The first official event of the retreat was Vespers. The monks sat in the front and the guests sat in the back. I thought about my trip to Gethsemane Abbey in Kentucky many years ago, when I got to sit in the choir with the monks. If I had been Roman Catholic and better understood the monastic way, I could easily have become a Trappist. If I had a better understanding of monasticism and had visited Holy Cross Monastery those many years ago, I could easily have become a monk there. As I thought about the class I was taking and the setting of the monastery, I wondered about the role of the mystic, the monk, the hermit in contemporary society.

After Vespers came dinner. The food was also simple, good, and nourishing. After the meal we met briefly to talk about the agenda for the retreat. There would be meditations throughout the weekend based on Rowan Williams book, Being Disciples. We were encouraged to go to as many services as possible. We went to Compline and entered into silence.

I typically try to sleep from nine in the evening until five in the morning, but somehow, after compline and some reading, I managed to lose an hour and the clock on the bed stand said it was ten, so I went quickly off to bed.

In the middle of the night, I awoke to find the room filled with a bright light. Was the light some sort of message? Some sort of metaphor? I got up and looked out the window. There was a barge heading down the river shining a giant spotlight on the shore. I wrote in my journal about it. There are probably some good writing ideas somewhere in there.

Saturday morning, I rolled over and saw that the clock said s five thirty in the morning. I had slept later than I had planned, but it was okay since I had gone to bed later than I had planned. I got up and started preparing for the day. I showered and dressed, discovering that I had forgotten my deodorant.

I had put my phone in airplane mode. I turned it on to see if there were any important messages from the evening. There were none. I noticed that my phone said it was only five twenty, and hour earlier than the clock on the bed stand. I figured that something must have gone wrong with my phone and I set it to six twenty, but then the phone set itself back to five twenty. I’ve seen this happen before when I’ve been traveling in areas with poor cellphone coverage, so I assumed that this was the case.

I went down stairs to sit, read, and wait for Matins. It was quiet and dark. No one else seemed to be stirring. I walked over to the clock next to the refectory and found that it said it was now five forty. Twenty minutes had passed and it seemed my phone was agreeing with this clock, and not the clock in my room. It finally occurred to me that the clock in my room was an hour a head, perhaps it had never been set back when we moved to standard time.

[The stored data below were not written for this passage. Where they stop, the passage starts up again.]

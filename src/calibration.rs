//! Bias and temperature self-calibration driven by stillness detection.
//!
//! Offsets initialize to zero and are only ever nudged while the device has
//! been still for a full run of qualifying accelerometer samples, so the
//! filter needs no external ground truth to stay calibrated over long
//! sessions.

use nalgebra::Vector3;

use crate::types::{DEFAULT_TEMPERATURE_C, FusionSettings, STANDARD_GRAVITY};

/// EMA weight applied on each stillness-triggered offset nudge.
const OFFSET_NUDGE_WEIGHT: f32 = 0.01;

/// Runtime bias state shared by the fusion filters.
///
/// Tracks per-axis accelerometer and gyroscope offsets, the stillness
/// counter that gates their updates, and the temperature-drift coefficients
/// applied to accelerometer readings.
#[derive(Debug, Clone, Copy)]
pub struct BiasCalibration {
    accel_offset: Vector3<f32>,
    gyro_offset: Vector3<f32>,
    temp_coefficients: Vector3<f32>,
    temp_reference_c: f32,
    still_samples: u32,
    sample_threshold: u32,
    norm_tolerance: f32,
}

impl BiasCalibration {
    pub fn new(settings: &FusionSettings) -> Self {
        Self {
            accel_offset: Vector3::zeros(),
            gyro_offset: Vector3::zeros(),
            temp_coefficients: Vector3::zeros(),
            temp_reference_c: DEFAULT_TEMPERATURE_C,
            still_samples: 0,
            sample_threshold: settings.stillness_sample_threshold,
            norm_tolerance: settings.stillness_tolerance,
        }
    }

    /// Offset plus temperature-drift compensation for one accelerometer
    /// sample: `raw - offset - coefficient * (temperature - reference)`.
    pub fn compensate_accelerometer(
        &self,
        raw: Vector3<f32>,
        temperature_c: f32,
    ) -> Vector3<f32> {
        raw - self.accel_offset - self.temp_coefficients * (temperature_c - self.temp_reference_c)
    }

    /// Offset correction for one gyroscope sample.
    pub fn correct_gyroscope(&self, raw: Vector3<f32>) -> Vector3<f32> {
        raw - self.gyro_offset
    }

    /// Feed one compensated accelerometer sample into the stillness detector.
    ///
    /// A sample qualifies when its norm is within the tolerance band around
    /// standard gravity. A full run of qualifying samples nudges the
    /// accelerometer offsets toward the raw reading and decays the gyroscope
    /// offsets toward zero, then restarts the count. The first sample outside
    /// the band resets the count immediately; there is no partial credit.
    ///
    /// Returns true when this sample triggered an offset nudge.
    pub fn observe_stillness(&mut self, compensated: Vector3<f32>, raw: Vector3<f32>) -> bool {
        let norm = compensated.magnitude();
        if (norm - STANDARD_GRAVITY).abs() >= self.norm_tolerance {
            self.still_samples = 0;
            return false;
        }

        self.still_samples += 1;
        if self.still_samples < self.sample_threshold {
            return false;
        }

        self.accel_offset =
            self.accel_offset * (1.0 - OFFSET_NUDGE_WEIGHT) + raw * OFFSET_NUDGE_WEIGHT;
        // The device is at rest, so the true angular rate is zero and the
        // gyroscope offset decays toward it.
        self.gyro_offset *= 1.0 - OFFSET_NUDGE_WEIGHT;
        self.still_samples = 0;

        tracing::debug!(
            offset_x = self.accel_offset.x,
            offset_y = self.accel_offset.y,
            offset_z = self.accel_offset.z,
            "stillness-triggered bias update"
        );

        true
    }

    /// One-shot temperature calibration, coefficients in (m/s²)/°C.
    ///
    /// Not guarded against concurrent calls; callers serialize calibration
    /// changes themselves.
    pub fn set_temperature_coefficients(
        &mut self,
        coefficients: Vector3<f32>,
        reference_c: f32,
    ) {
        self.temp_coefficients = coefficients;
        self.temp_reference_c = reference_c;
        tracing::debug!(reference_c, "temperature coefficients set");
    }

    /// Current accelerometer offset estimate.
    pub fn accelerometer_offset(&self) -> Vector3<f32> {
        self.accel_offset
    }

    /// Current gyroscope offset estimate.
    pub fn gyroscope_offset(&self) -> Vector3<f32> {
        self.gyro_offset
    }

    /// Number of consecutive qualifying samples seen so far.
    pub fn still_samples(&self) -> u32 {
        self.still_samples
    }
}

impl Default for BiasCalibration {
    fn default() -> Self {
        Self::new(&FusionSettings::default())
    }
}
//! Virtual rotation-vector sensor built on complementary-filter IMU fusion.
//!
//! Fuses accelerometer, gyroscope and magnetometer samples into a device
//! orientation, with stillness-gated bias self-calibration and optional
//! temperature-drift compensation. Two fusion paths are provided: an
//! Euler-angle complementary filter ([`EulerFilter`]) and a quaternion
//! integrator with accelerometer correction ([`QuaternionIntegrator`]).
//! [`FusionPipeline`] composes either path with per-frame smoothing,
//! screen-rotation compensation and a touch-drag yaw fallback, and
//! [`VirtualRotationVector`] exposes the complementary filter behind a
//! thread-safe facade that reports orientation in the platform
//! rotation-vector encoding.
//!
//! # Quick Start
//!
//! ```
//! use nalgebra::Vector3;
//! use rotation_vector::VirtualRotationVector;
//!
//! let sensor = VirtualRotationVector::new();
//!
//! // Sensor callbacks feed samples as they arrive, from any thread.
//! sensor.update_accelerometer(Vector3::new(0.0, 0.0, 9.8), None);
//! sensor.update_gyroscope(Vector3::new(0.01, 0.0, 0.0), 1_000_000);
//! sensor.update_magnetometer(Vector3::new(30.0, 0.0, -20.0));
//!
//! // Consumers poll the fused result whenever they need it.
//! let orientation = sensor.orientation();
//! let vector = sensor.rotation_vector();
//! assert!(orientation.pitch.is_finite());
//! assert!(vector.iter().all(|c| c.is_finite()));
//! ```

mod calibration;
mod estimator;
mod integrator;
mod math;
mod pipeline;
mod rotation_vector;
mod sensor;
mod smoothing;
mod types;

pub use calibration::BiasCalibration;
pub use estimator::EulerFilter;
pub use integrator::QuaternionIntegrator;
pub use math::{DEG_TO_RAD, NORM_EPSILON, QuaternionExt, RAD_TO_DEG, Vector3Ext};
pub use pipeline::{
    ComplementaryStrategy, FusionPipeline, IntegratorStrategy, OrientationStrategy,
};
pub use rotation_vector::rotation_vector;
pub use sensor::VirtualRotationVector;
pub use smoothing::QuaternionSmoother;
pub use types::{
    DEFAULT_TEMPERATURE_C, EulerAngles, FusionSettings, ImuSample, OrientationFrame,
    STANDARD_GRAVITY, ScreenRotation,
};
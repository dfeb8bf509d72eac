use crate::element::Element;

/// Atom payload for a molecular graph node.
///
/// `Atom` stores intrinsic atomic properties plus the two perception results
/// the HOSE generator reads: the implicit hydrogen count and the aromatic
/// flag. Stereochemistry is deliberately absent; HOSE codes describe
/// constitution only.
#[derive(Debug, Clone, PartialEq, Eq)]
pub struct Atom {
    /// The element.
    pub element: Element,
    /// Formal charge in elementary charge units.
    pub formal_charge: i8,
    /// Mass number. `0` means natural isotopic abundance (the common case).
    pub isotope: u16,
    /// Number of suppressed hydrogens on this atom.
    ///
    /// These are not graph nodes; they are implied by the atom's valence.
    /// After SMILES parsing this count is the single source of truth for how
    /// many Hs the atom carries.
    pub hydrogen_count: u8,
    /// Whether this atom is in an aromatic ring, set by the parser for
    /// lowercase SMILES atoms and by aromaticity perception otherwise.
    pub is_aromatic: bool,
}

impl Atom {
    pub fn new(element: Element) -> Self {
        Self {
            element,
            formal_charge: 0,
            isotope: 0,
            hydrogen_count: 0,
            is_aromatic: false,
        }
    }
}
/// Number of chunks the key space is partitioned into.
pub const CHUNK_COUNT: usize = 256;

/// Chunk index for a HOSE key.
///
/// The hash runs over UTF-16 code units with `h = (h << 5) − h + c` in
/// wrapping 32-bit two's-complement arithmetic; the sharder that wrote the
/// chunks used JavaScript's `charCodeAt`, and the loader must agree with it
/// bit for bit. HOSE keys are ASCII in practice, but re-encoding keeps the
/// interface stable for any input.
pub fn chunk_index(key: &str) -> usize {
    let mut h: i32 = 0;
    for c in key.encode_utf16() {
        h = h
            .wrapping_shl(5)
            .wrapping_sub(h)
            .wrapping_add(c as i32);
    }
    (h.unsigned_abs() as usize) % CHUNK_COUNT
}

/// Artifact file name for a chunk index: `chunk_NNN`, zero-padded.
pub fn chunk_name(index: usize) -> String {
    format!("chunk_{:03}", index)
}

After services and breakfast, during a time of silence in one of the rooms, the guest master and retreat leader came into the room and said they needed to break silence. I left the room and wondered what it was. We had agreed that there would be no politics discussed on the retreat and most people had decided to keep away from sources of news. I had figured that if anything really important happened, I would hear about it, and I wondered if that was what the guest master and retreat leader were talking about.

Later, I found out. Predictions of the coming ice storm had been revised. It would be worse than expected and the guests were encouraged to head home Saturday evening. Perhaps there was another metaphor or message there.

Now, I am home. I’ve lit some incense I brought home from the retreat. I have spoken with my wife and daughter a little bit about the retreat, and I have written these notes. There were plenty of important insights and conversations on the retreat, but I’ll save them for a different time and place. Now, I’ll post this respond to messages that have come in over the weekend, and prepare for the coming week.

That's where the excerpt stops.